Pensare che la Juve si sia ritrovata con 'troppa abbondanza' in attacco è semplicistico. Credete davvero che Marotta e Paratici conducano il mercato su basi aleatorie, vivendo di sensazioni e intuizioni basate sull'ispirazione del momento? Siete convinti che una coppia esaltata da tutti per l'oculatezza nella gestione dei conti e degli investimenti si sia ritrovata all'improvviso a spendere - facciamo un conto grossolano - 110 milioni per tre giocatori senza avere ben delineato un quadro tattico preciso? Onestamente ci credo davvero poco. Anzi, ritengo che dalle parti di Corso Galileo Ferraris abbiano già tracciato una strategia da parecchi mesi. E sono convinto anche che sappiano perfettamente dove andare a parare.

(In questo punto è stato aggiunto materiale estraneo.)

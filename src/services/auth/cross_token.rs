//! Short-lived cross tokens for internal (VPC) callers.
//!
//! A cross token is an HS256 JWT signed with the shared `CROSS_KEY`, carrying
//! only its issue time. It is accepted while `iat + 10 minutes >= now`.

use chrono::{DateTime, Duration, Utc};
use jsonwebtoken::{Algorithm, DecodingKey, EncodingKey, Header, Validation, decode, encode};
use serde::{Deserialize, Serialize};

/// How long a cross token stays valid after it was issued.
pub const CROSS_TOKEN_LIFETIME_SECONDS: i64 = 10 * 60;

#[derive(Debug, thiserror::Error)]
pub enum CrossTokenError {
    #[error("cross token signature or format invalid: {0}")]
    Jwt(#[from] jsonwebtoken::errors::Error),
    #[error("cross token issue time out of range")]
    InvalidIat,
    #[error("cross token expired")]
    Expired,
}

#[derive(Debug, Serialize, Deserialize)]
struct CrossClaims {
    iat: i64,
}

/// Sign a cross token issued at `issued_at`.
pub fn mint(secret: &str, issued_at: DateTime<Utc>) -> Result<String, CrossTokenError> {
    let claims = CrossClaims {
        iat: issued_at.timestamp(),
    };

    Ok(encode(
        &Header::new(Algorithm::HS256),
        &claims,
        &EncodingKey::from_secret(secret.as_bytes()),
    )?)
}

/// Check signature and age of `token` at time `now`.
pub fn verify(token: &str, secret: &str, now: DateTime<Utc>) -> Result<(), CrossTokenError> {
    let mut validation = Validation::new(Algorithm::HS256);
    // Lifetime is enforced below against `iat`, not via `exp`.
    validation.validate_exp = false;
    validation.required_spec_claims.clear();

    let data = decode::<CrossClaims>(
        token,
        &DecodingKey::from_secret(secret.as_bytes()),
        &validation,
    )?;

    let issued_at =
        DateTime::<Utc>::from_timestamp(data.claims.iat, 0).ok_or(CrossTokenError::InvalidIat)?;

    if issued_at + Duration::seconds(CROSS_TOKEN_LIFETIME_SECONDS) >= now {
        Ok(())
    } else {
        Err(CrossTokenError::Expired)
    }
}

L'affare Schick si farà perchè conviene a tutti: alla Juve in primis, perchè ha strappato per tempo alla concorrenza un giocatore che ha tutto da dimostrare, vero, ma che ha evidenziato qualità degne di un predestinato. Se mantiene le attese, nel giro di un paio d'anni può valere il doppio. Conviene alla Sampdoria, perchè porterà nelle casse blucerchiate 5 milioni in più rispetto alla clausola, seppur dilazionati. E - mi duole dirlo perchè avrei voluto ammirarlo ancora un anno in blucerchiato - conviene pure allo stesso Schick, perchè affrontare una realtà come quella bianconera ti fa crescere e ti completa indipendentemente da quella che sarà la tua carriera futura. Guadagni di più, hai più visibilità, più sponsor, ti alleni con colleghi che ti migliorano giorno dopo giorno e il tuo nome è più spendibile sul mercato: voi cosa avreste fatto al suo posto? E poco male se dopo il ritiro Allegri dovesse chiedergli di accettare un anno di prestito per trovare continuità: è un 'sacrificio' che si può sostenere, pur di tornare alla casa madre da protagonista, e non da semplice comparsa. Non credo che un giocatore del genere faticherà a trovare una sistemazione.

In realtà, in questo caso credo alla spiegazione fatta trapelare dai vertici bianconeri: un piccolo problema fisico da monitorare e valutare senza fretta e senza approssimazione. La Juve, legittimamente, cerca di proteggere il suo investimento chiedendo alla Sampdoria di adottare una nuova formula. Farei lo stesso, se ballassero 30 milioni, e vorrei che la mia società facesse lo stesso. La Sampdoria, in maniera ancor più legittima, si mantiene salda sulla sua posizione: per cedere il gioiello più interessante dello scorso campionato serve moneta sonante, altrimenti Schick non parte. Sacrosanto, da parte di Corte Lambruschini. Con che faccia i blucerchiati potrebbero presentarsi di fronte al proprio pubblico dopo aver fatto un favore (a senso unico) a un club che di cortesie non sembra averne particolarmente bisogno, avendo accettato magari un prestito per un giocatore per cui le squadre facevano la fila e che tutti i tifosi avrebbero voluto rivedere ancora a Genova?

Ecco, sono queste le motivazioni per cui sono convinto che alla fine l'affare Schick andrà in porto. Con soddisfazione di tutte e tre le parti in causa. Io, che non sono tenuto a preoccuparmi di bilanci e di far quadrare i conti, un pochino ci speravo che il 14 tornasse a Genova. Lo ammetto, ho immaginato la Sampdoria bloccarne la cessione forte delle tante plusvalenze 'impreviste' ottenute nel primo mese di mercato. Vedere Schick ancora un anno al Ferraris, magari senza la benedetta clausola (che dovrebbe scadere proprio a metà luglio) sarebbe stato un sogno. Temo rimarrà un 'Sogno di una notte di mezza estate', so benissimo che Schick sarà venduto anche se non dovesse andare alla Juventus. D'altro canto, parafrasando una delle più celebri frasi di Shakespeare tratta proprio dall'omonima commedia, "gli innamorati, come i pazzi, hanno un cervello tanto eccitabile e una fantasia tanto feconda, che vedono assai più cose di quante la fredda ragione riesca poi a spiegare". E noi, confessiamolo, di Schick un po' ci eravamo davvero innamorati.